Adam Bartos @Gitterman

JTF (just the facts): A total of 12 large scale color photographs, displayed unmatted in white welded-aluminum frames, and hung against white walls in the foyer and main room of the gallery. All of the works are pigment prints, made in 2011 and 2012. The images are printed with a white border and measure 30×20 without frames, roughly 44×34 with frames. The prints are available in editions of 3. (Installation shots below.)

Comments/Context: Adam Bartos likes to photograph things the future has sped past and left by the side of the road. His subjects may once have been products of modernist euphoria, such as the neglected, paint-chipped buildings at the United Nations or the debilitated Russian space program after the fall of communism. Or they may be places that were bypassed by progress or steady flows of money. Real estate speculators could eventually develop the villages and towns he has lately explored along the shores of Long Island, should the Hamptons implode from overbuilding. But that probably won’t happen in the lifetimes of anyone living in the ranch homes and fishing shacks in his photographs.

In none of these projects has Bartos fetishized the present or the past. His images aren’t designed to trigger waves of nostalgia. Obsolescence is in his eyes a fact as irrefutable as gravity. When he himself became a victim, forced by the digital revolution to rethink his training as an artist, he put goether a book about darkrooms of his colleagues that was funny, not lachrymose. The enlargers, chemical bottles, negative holders, electric cords, trays and safety lights were treated with proper respect, as tools for making wonder. But his pictures did not let you forget that these places that may once have been magical are now full of dead, eccentric, outmoded, if still entirely functional, junk.
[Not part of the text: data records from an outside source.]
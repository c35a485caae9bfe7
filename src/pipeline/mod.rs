//! Pipeline stages for revealing hidden PDF text.
//!
//! Each submodule implements exactly one transformation step, so each can be
//! tested alone and swapped (another OCR engine, another renderer) without
//! touching the others.
//!
//! ## Data Flow
//!
//! ```text
//!                       ┌──▶ reveal ──▶ PNG      (pixel mode)
//! input ──▶ raster ─────┼──▶ ocr    ──▶ text     (OCR mode)
//! (path/URL) (pdfium)   └──▶ encode ──▶ PNG      (originals)
//!
//! stored PNGs ──▶ export ──▶ PDF
//! ```
//!
//! 1. [`input`]:  validate an uploaded path or URL (name, size, `%PDF` magic)
//! 2. [`raster`]: decode and rasterise pages at a fixed scale onto white; runs
//!    in `spawn_blocking` because pdfium is not async-safe
//! 3. [`reveal`]: negate, normalise and sharpen a page to expose low-contrast
//!    text
//! 4. [`ocr`]:    recognise page text and confidence via tesseract
//! 5. [`encode`]: lossless PNG encoding of page buffers
//! 6. [`export`]: assemble stored page images back into a PDF

pub mod encode;
pub mod export;
pub mod input;
pub mod ocr;
pub mod raster;
pub mod reveal;
//! Error types for the pdf-reveal library.
//!
//! Every operation returns [`RevealError`]. Two variants are not failures at
//! all but *rejections* of the run policy:
//!
//! * [`RevealError::AlreadyRun`]: OCR has already completed for the document.
//!   The variant carries the cached page listing (when one was recorded) so the
//!   caller can serve it instead.
//! * [`RevealError::Busy`]: another run of the same kind is in flight for the
//!   same document.
//!
//! Use [`RevealError::is_rejection`] to tell the two apart from real errors.
//!
//! OCR adapters report the narrower [`ExtractError`]; the orchestrator tags it
//! with the page number and lifts it into [`RevealError::Extract`].

use crate::document::DocumentId;
use crate::events::PageListing;
use crate::store::ResultKind;
use std::path::PathBuf;
use thiserror::Error;

/// All errors returned by the pdf-reveal library.
#[derive(Debug, Error)]
pub enum RevealError {
    // ── Document errors ───────────────────────────────────────────────────
    /// No document record exists for the given id.
    #[error("Document '{id}' not found")]
    DocumentNotFound { id: DocumentId },

    /// The uploaded source PDF could not be read back from disk.
    #[error("Failed to read source PDF '{path}': {source}")]
    SourceUnreadable {
        path: PathBuf,
        #[source]
        source: std::io::Error,
    },

    // ── PDF errors ────────────────────────────────────────────────────────
    /// The PDF bytes could not be decoded at all.
    #[error("PDF could not be decoded: {detail}")]
    Decode { detail: String },

    /// A single page could not be rendered.
    #[error("Rasterisation failed for page {page}: {detail}")]
    Rasterize { page: usize, detail: String },

    /// A rendered or revealed page could not be PNG-encoded.
    #[error("Image encoding failed for page {page}: {detail}")]
    Encode { page: usize, detail: String },

    /// Could not bind to a pdfium library.
    #[error(
        "Failed to bind to pdfium library: {0}\n\
Set PDFIUM_LIB_PATH=/path/to/libpdfium (or a directory containing it), or\n\
install pdfium system-wide."
    )]
    PdfiumBindingFailed(String),

    // ── OCR errors ────────────────────────────────────────────────────────
    /// The OCR engine failed on a page.
    #[error("OCR failed on page {page}: {source}")]
    Extract {
        page: usize,
        #[source]
        source: ExtractError,
    },

    // ── Run policy ────────────────────────────────────────────────────────
    /// OCR already completed for this document; it is never run twice.
    #[error("OCR has already been run for document '{id}'")]
    AlreadyRun {
        id: DocumentId,
        cached: Option<PageListing>,
    },

    /// A run of the same kind is already in flight for this document.
    #[error("A {kind} run is already in progress for document '{id}'")]
    Busy { id: DocumentId, kind: ResultKind },

    /// Export was requested before any pages of that kind were produced.
    #[error("No {kind} pages found for document '{id}'. Render/process the document first.")]
    NothingToExport { id: DocumentId, kind: ResultKind },

    // ── Storage errors ────────────────────────────────────────────────────
    /// Could not create, read or write a stored artefact.
    #[error("Storage I/O failed at '{path}': {source}")]
    Storage {
        path: PathBuf,
        #[source]
        source: std::io::Error,
    },

    /// The document index could not be loaded or persisted.
    #[error("Document index error at '{path}': {detail}")]
    Index { path: PathBuf, detail: String },

    // ── Ingest errors ─────────────────────────────────────────────────────
    /// Input file was not found at the given path.
    #[error("PDF file not found: '{path}'\nCheck the path exists and is readable.")]
    FileNotFound { path: PathBuf },

    /// Process does not have read permission on the file.
    #[error("Permission denied reading '{path}'\nTry: chmod +r {path:?}")]
    PermissionDenied { path: PathBuf },

    /// Only `.pdf` uploads are accepted.
    #[error("Only PDF files are accepted, got '{name}'")]
    NotPdfName { name: String },

    /// The file was read, but is not a PDF.
    #[error("File is not a valid PDF: '{name}'\nFirst bytes: {magic:?}")]
    NotAPdf { name: String, magic: [u8; 4] },

    /// Upload exceeds the configured size limit.
    #[error("File '{name}' is {size} bytes, exceeding the {limit} byte limit")]
    FileTooLarge { name: String, size: u64, limit: u64 },

    /// HTTP URL was syntactically valid but download failed.
    #[error("Failed to download '{url}': {reason}\nCheck your internet connection.")]
    DownloadFailed { url: String, reason: String },

    /// Download exceeded the configured timeout.
    #[error("Download timed out after {secs}s for '{url}'")]
    DownloadTimeout { url: String, secs: u64 },

    // ── Config errors ─────────────────────────────────────────────────────
    /// Builder validation failed.
    #[error("Invalid configuration: {0}")]
    InvalidConfig(String),

    // ── Catch-all ─────────────────────────────────────────────────────────
    /// Unexpected internal error.
    #[error("Internal error: {0}")]
    Internal(String),
}

impl RevealError {
    /// True for run-policy rejections that are not failures.
    pub fn is_rejection(&self) -> bool {
        matches!(self, RevealError::AlreadyRun { .. } | RevealError::Busy { .. })
    }
}

/// Failure reported by an OCR engine for one page image.
#[derive(Debug, Error)]
pub enum ExtractError {
    /// The engine binary or library is missing.
    #[error("OCR engine unavailable: {0}")]
    Unavailable(String),

    /// The engine ran but reported a failure.
    #[error("{0}")]
    Failed(String),

    /// Staging the page image for the engine failed.
    #[error("temporary page image: {0}")]
    Io(#[from] std::io::Error),
}

#[cfg(test)]
mod tests {
    use super::*;

    #[test]
    fn rejections_are_not_failures() {
        let id = DocumentId::from("doc-1");
        assert!(RevealError::AlreadyRun {
            id: id.clone(),
            cached: None
        }
        .is_rejection());
        assert!(RevealError::Busy {
            id,
            kind: ResultKind::Ocr
        }
        .is_rejection());
        assert!(!RevealError::Decode {
            detail: "bad xref".into()
        }
        .is_rejection());
    }

    #[test]
    fn extract_display_names_page() {
        let e = RevealError::Extract {
            page: 2,
            source: ExtractError::Failed("tesseract exited with 1".into()),
        };
        let msg = e.to_string();
        assert!(msg.contains("page 2"), "got: {msg}");
        assert!(msg.contains("tesseract exited"), "got: {msg}");
    }

    #[test]
    fn busy_display_names_kind() {
        let e = RevealError::Busy {
            id: DocumentId::from("abc"),
            kind: ResultKind::Pixel,
        };
        assert!(e.to_string().contains("pixel"));
        assert!(e.to_string().contains("abc"));
    }

    #[test]
    fn too_large_display() {
        let e = RevealError::FileTooLarge {
            name: "big.pdf".into(),
            size: 11,
            limit: 10,
        };
        assert!(e.to_string().contains("big.pdf"));
    }
}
The burial sermon expressed appropriate sympathy but not grief.

In his latest series, he has again photographed a marginalized activity and an antiquated technology: dirt-track racing with super-stock cars on rural New York, Florida, and New Mexico speedways. This is not a popular sport that television networks vie to broadcast. The glamour and thrills are primitive and derive mainly from doing something utterly useless to society and dangerous to oneself.
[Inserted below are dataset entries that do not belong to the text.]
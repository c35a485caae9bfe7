//! Wire types: page listings and the streaming OCR event protocol.
//!
//! An OCR run is exposed as an ordered stream of [`OcrEvent`]s. The transport
//! (chunked HTTP body, stdout, a websocket) is not this crate's concern; it
//! only has to forward each event in order, typically as one JSON object per
//! line via [`OcrEvent::to_ndjson_line`].
//!
//! ```text
//! {"type":"progress","page":1,"totalPages":3}
//! {"type":"page_done","page":1,"totalPages":3,"text":"…","confidence":91.2,"path":"/results/u/d/ocr/page_1.txt"}
//! …
//! {"type":"complete","pages":[{"page":1,"path":"…"},…],"pageCount":3}
//! ```
//!
//! A run ends with exactly one `complete` or `error` event.

use crate::store::Completion;
use serde::{Deserialize, Serialize};
use std::pin::Pin;
use tokio_stream::Stream;

/// A boxed, ordered stream of OCR events for a single run.
pub type OcrEventStream = Pin<Box<dyn Stream<Item = OcrEvent> + Send>>;

/// One stored page artefact, addressed by its public path.
#[derive(Debug, Clone, PartialEq, Eq, Serialize, Deserialize)]
pub struct PageRef {
    /// 1-indexed page number.
    pub page: usize,
    /// Public path of the stored artefact.
    pub path: String,
}

/// The page list returned by pixel, render and cached OCR lookups.
#[derive(Debug, Clone, PartialEq, Eq, Serialize, Deserialize)]
#[serde(rename_all = "camelCase")]
pub struct PageListing {
    pub pages: Vec<PageRef>,
    pub page_count: usize,
}

impl PageListing {
    pub fn new(pages: Vec<PageRef>) -> Self {
        let page_count = pages.len();
        Self { pages, page_count }
    }

    /// Rebuild the listing of a finished run from its recorded metadata.
    ///
    /// File names are deterministic, so the directory and count are enough.
    pub fn from_completion(completion: &Completion, extension: &str) -> Self {
        let pages = (1..=completion.page_count)
            .map(|page| PageRef {
                page,
                path: format!("{}/page_{}.{}", completion.dir, page, extension),
            })
            .collect();
        Self {
            pages,
            page_count: completion.page_count,
        }
    }
}

/// Incremental result of an OCR run.
#[derive(Debug, Clone, PartialEq, Serialize, Deserialize)]
#[serde(tag = "type", rename_all = "snake_case")]
pub enum OcrEvent {
    /// Emitted before page `page` is processed.
    #[serde(rename_all = "camelCase")]
    Progress { page: usize, total_pages: usize },

    /// Emitted after page `page` has been extracted and persisted.
    #[serde(rename_all = "camelCase")]
    PageDone {
        page: usize,
        total_pages: usize,
        text: String,
        confidence: f32,
        path: String,
    },

    /// Terminal success.
    #[serde(rename_all = "camelCase")]
    Complete {
        pages: Vec<PageRef>,
        page_count: usize,
    },

    /// Terminal failure.
    Error { error: String },
}

impl OcrEvent {
    /// True for `complete` and `error`, which close the stream.
    pub fn is_terminal(&self) -> bool {
        matches!(self, OcrEvent::Complete { .. } | OcrEvent::Error { .. })
    }

    /// Serialise as one newline-terminated JSON line.
    pub fn to_ndjson_line(&self) -> String {
        // Every variant is plain data; serialisation cannot fail.
        let mut line = serde_json::to_string(self).unwrap_or_else(|e| {
            format!(r#"{{"type":"error","error":"event serialisation failed: {e}"}}"#)
        });
        line.push('\n');
        line
    }
}

#[cfg(test)]
mod tests {
    use super::*;
    use serde_json::json;

    #[test]
    fn progress_wire_shape() {
        let ev = OcrEvent::Progress {
            page: 2,
            total_pages: 3,
        };
        let v: serde_json::Value = serde_json::from_str(ev.to_ndjson_line().trim()).unwrap();
        assert_eq!(v, json!({"type": "progress", "page": 2, "totalPages": 3}));
    }

    #[test]
    fn page_done_wire_shape() {
        let ev = OcrEvent::PageDone {
            page: 1,
            total_pages: 1,
            text: "hidden".into(),
            confidence: 50.0,
            path: "/results/u/d/ocr/page_1.txt".into(),
        };
        let v = serde_json::to_value(&ev).unwrap();
        assert_eq!(v["type"], "page_done");
        assert_eq!(v["totalPages"], 1);
        assert_eq!(v["confidence"], 50.0);
        assert_eq!(v["path"], "/results/u/d/ocr/page_1.txt");
    }

    #[test]
    fn complete_and_error_are_terminal() {
        let complete = OcrEvent::Complete {
            pages: vec![],
            page_count: 0,
        };
        assert!(complete.is_terminal());
        assert_eq!(
            serde_json::to_value(&complete).unwrap(),
            json!({"type": "complete", "pages": [], "pageCount": 0})
        );
        let err = OcrEvent::Error {
            error: "boom".into(),
        };
        assert!(err.is_terminal());
        assert!(!OcrEvent::Progress {
            page: 1,
            total_pages: 1
        }
        .is_terminal());
    }

    #[test]
    fn ndjson_line_is_single_line() {
        let ev = OcrEvent::PageDone {
            page: 1,
            total_pages: 1,
            text: "line one\nline two".into(),
            confidence: 80.0,
            path: "p".into(),
        };
        let line = ev.to_ndjson_line();
        assert!(line.ends_with('\n'));
        assert_eq!(line.matches('\n').count(), 1);
    }

    #[test]
    fn listing_from_completion() {
        let c = Completion {
            dir: "/results/u/d/pixel".into(),
            page_count: 2,
        };
        let listing = PageListing::from_completion(&c, "png");
        assert_eq!(listing.page_count, 2);
        assert_eq!(listing.pages[1].page, 2);
        assert_eq!(listing.pages[1].path, "/results/u/d/pixel/page_2.png");
    }
}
As is typical with Bartos, we never see the participants. Human presence in most of his photographs is seen indirectly, through objects that have been worn down by handling and normal use. In this case, they’re beat up racing cars. His camera uses flash to peer into their interiors—under the hood and down into the well near the pedals—as if performing an operation on a cadaver or probing for evidence at a crime scene. The frames anatomize the machines into their components. There are images of tires, carburetors, a brake pedal, a thinly padded vinyl seat, a steering wheel, a safety belt, and a numerical insignia.
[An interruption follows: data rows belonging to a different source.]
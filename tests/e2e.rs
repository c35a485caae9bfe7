//! End-to-end integration tests for pdf-reveal.
//!
//! These tests drive the real pdfium renderer and (for OCR) the tesseract
//! binary. They are gated behind the `E2E_ENABLED` environment variable so
//! they do not run in CI unless explicitly requested.
//!
//! Run with:
//!   E2E_ENABLED=1 PDFIUM_LIB_PATH=. cargo test --test e2e -- --nocapture
//!
//! Fixture PDFs are generated on the fly from synthetic page images, so only
//! the OCR test needs a file from `./test_cases/`.

use futures::StreamExt;
use image::{Rgba, RgbaImage};
use pdf_reveal::pipeline::encode::encode_png;
use pdf_reveal::pipeline::export::assemble_pdf;
use pdf_reveal::{
    LocalDocumentStore, OcrEvent, Orchestrator, PipelineConfig, ResultKind, RevealError,
};
use std::path::PathBuf;
use std::sync::Arc;

// ── Test helpers ─────────────────────────────────────────────────────────────

fn test_cases_dir() -> PathBuf {
    PathBuf::from(env!("CARGO_MANIFEST_DIR")).join("test_cases")
}

fn pdfium_library() -> Option<PathBuf> {
    std::env::var_os("PDFIUM_LIB_PATH").map(PathBuf::from)
}

macro_rules! e2e_skip_unless_enabled {
    () => {{
        if std::env::var("E2E_ENABLED").is_err() {
            println!("SKIP: set E2E_ENABLED=1 to run e2e tests");
            return;
        }
    }};
}

/// White page with a near-white block standing in for hidden text.
fn hidden_block_page(width: u32, height: u32) -> RgbaImage {
    RgbaImage::from_fn(width, height, |x, y| {
        let in_block = (width / 4..width * 3 / 4).contains(&x) && (height / 3..height / 2).contains(&y);
        if in_block {
            Rgba([252, 252, 252, 255])
        } else {
            Rgba([255, 255, 255, 255])
        }
    })
}

async fn pipeline(tmp: &tempfile::TempDir) -> Orchestrator {
    let mut builder = PipelineConfig::builder().data_dir(tmp.path());
    if let Some(lib) = pdfium_library() {
        builder = builder.pdfium_library(lib);
    }
    let config = builder.build().expect("valid config");
    let documents = LocalDocumentStore::open(tmp.path().join("documents.json"))
        .await
        .expect("index opens");
    Orchestrator::with_defaults(config, Arc::new(documents))
}

async fn synthetic_pdf(tmp: &tempfile::TempDir, pages: usize) -> PathBuf {
    let images = (0..pages)
        .map(|_| encode_png(&hidden_block_page(200, 300)).expect("png"))
        .collect();
    let bytes = assemble_pdf(pdfium_library(), images)
        .await
        .expect("assemble fixture PDF");
    let path = tmp.path().join("hidden block.pdf");
    std::fs::write(&path, bytes).unwrap();
    path
}

// ── Pixel / render / export (pdfium only) ────────────────────────────────────

#[tokio::test]
async fn test_pixel_reveal_round_trip() {
    e2e_skip_unless_enabled!();
    let tmp = tempfile::tempdir().unwrap();
    let pipeline = pipeline(&tmp).await;
    let input = synthetic_pdf(&tmp, 2).await;

    let doc = pipeline
        .ingest("e2e", input.to_str().unwrap())
        .await
        .expect("ingest should succeed");
    assert_eq!(doc.page_count, 2);

    let listing = pipeline.run_pixel(&doc.id).await.expect("pixel run");
    assert_eq!(listing.page_count, 2);

    let page_1 = pipeline
        .results()
        .kind_dir("e2e", &doc.id, ResultKind::Pixel)
        .join("page_1.png");
    let revealed = image::open(&page_1).unwrap().to_rgba8();
    // 200x300 pt page rendered at 2.0×.
    assert_eq!(revealed.dimensions(), (400, 600));
    let (w, h) = revealed.dimensions();
    let block = revealed.get_pixel(w / 2, h * 5 / 12)[0];
    let background = revealed.get_pixel(5, 5)[0];
    assert!(
        block > background + 100,
        "hidden block should stand out: block={block} background={background}"
    );
    println!("✓ block {block} vs background {background}");

    let again = pipeline.run_pixel(&doc.id).await.expect("cached pixel run");
    assert_eq!(again, listing);
}

#[tokio::test]
async fn test_render_and_export() {
    e2e_skip_unless_enabled!();
    let tmp = tempfile::tempdir().unwrap();
    let pipeline = pipeline(&tmp).await;
    let input = synthetic_pdf(&tmp, 3).await;
    let doc = pipeline.ingest("e2e", input.to_str().unwrap()).await.unwrap();

    let originals = pipeline.render_originals(&doc.id).await.expect("render");
    assert_eq!(originals.page_count, 3);

    let exported = pipeline
        .export(&doc.id, ResultKind::Original)
        .await
        .expect("export");
    assert_eq!(exported.file_name, "hidden_block_original.pdf");
    assert_eq!(exported.page_count, 3);
    assert!(exported.bytes.starts_with(b"%PDF"));

    let err = pipeline.export(&doc.id, ResultKind::Pixel).await.unwrap_err();
    assert!(matches!(err, RevealError::NothingToExport { .. }));
}

#[tokio::test]
async fn test_corrupt_pdf_is_stored_with_unknown_pages() {
    e2e_skip_unless_enabled!();
    let tmp = tempfile::tempdir().unwrap();
    let pipeline = pipeline(&tmp).await;
    let path = tmp.path().join("broken.pdf");
    std::fs::write(&path, b"%PDF-1.4\nthis is not really a pdf").unwrap();

    let doc = pipeline.ingest("e2e", path.to_str().unwrap()).await.unwrap();
    assert_eq!(doc.page_count, 0);

    let err = pipeline.run_pixel(&doc.id).await.unwrap_err();
    assert!(matches!(err, RevealError::Decode { .. }), "got {err:?}");
}

// ── OCR (pdfium + tesseract) ─────────────────────────────────────────────────

#[tokio::test]
async fn test_ocr_hidden_text_fixture() {
    e2e_skip_unless_enabled!();
    let fixture = test_cases_dir().join("hidden_text.pdf");
    if !fixture.exists() {
        println!("SKIP: test file not found: {}", fixture.display());
        return;
    }
    let tmp = tempfile::tempdir().unwrap();
    let pipeline = pipeline(&tmp).await;
    let doc = pipeline.ingest("e2e", fixture.to_str().unwrap()).await.unwrap();

    let events: Vec<OcrEvent> = pipeline
        .run_ocr(&doc.id)
        .await
        .expect("OCR should start")
        .collect()
        .await;

    let mut text = String::new();
    for event in &events {
        if let OcrEvent::PageDone {
            text: t,
            confidence,
            ..
        } = event
        {
            assert!((0.0..=100.0).contains(confidence));
            text.push_str(t);
        }
    }
    assert!(
        matches!(events.last(), Some(OcrEvent::Complete { .. })),
        "last event: {:?}",
        events.last()
    );
    assert!(!text.trim().is_empty(), "expected some recognised text");
    println!("Recognised {} chars", text.len());

    assert!(matches!(
        pipeline.run_ocr(&doc.id).await,
        Err(RevealError::AlreadyRun { .. })
    ));
}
As abstract as these compositions can be, this is the antithesis of car advertising. Instead of gleaming metal, Bartos shows us grime and dust; instead of sleek shapes, clunky engine blocks; instead of exotic alloys or carbon fiber, we are back in the iron age.

Grays and blacks dominate the palette of these dark pictures. When colors emerge—red on the floorboards, violet on part of the exhaust manifold, blue on a driver’s helmet or tire pressure hose—they’re battered, industrial paint that has been so badly chafed it almost looks delicately hand-applied.

I would like to know what the racers think about what Bartos has done. By focusing so intently on the isolated parts of the cars, not the drivers, and by maintaining such a downbeat, crepuscular mood, he has failed to capture the joy that is the basis for this form of daredevilry. Stock-car racing by amateurs is deeply America. The customized paint jobs that California enthusiasts gave their wheels in the 1950s helped to foster a strain of Pop Art. Tom Wolfe’s 1965 profile in Esquire of stock-car champion Junior Johnson, the exuberant former whiskey runner, gave us the phrase “good ol’ boy” and was an early example of New Journalism.

Bartos has followed these trails back to their rural origins while avoiding the anecdotal clichés of photojournalism. Like his mentors Atget and Evans, he photographs without sentimentality how the past has been gradually eroded, destroyed, repaired, and piled up into the jumble of  the present. With each project, more than 25 years of them by now, the career of work Bartos is constructing out of time’s ruins appears sturdier. He is one of many artists of his generation who deserves a mid-career retrospective so that we can judge more critically where he stands.

Collector’s POV: The prints in this show are priced at $8500 each. Bartos’ work has only been intermittently available in the secondary markets in recent years, so gallery retail remains the best option for those collectors interested in following up.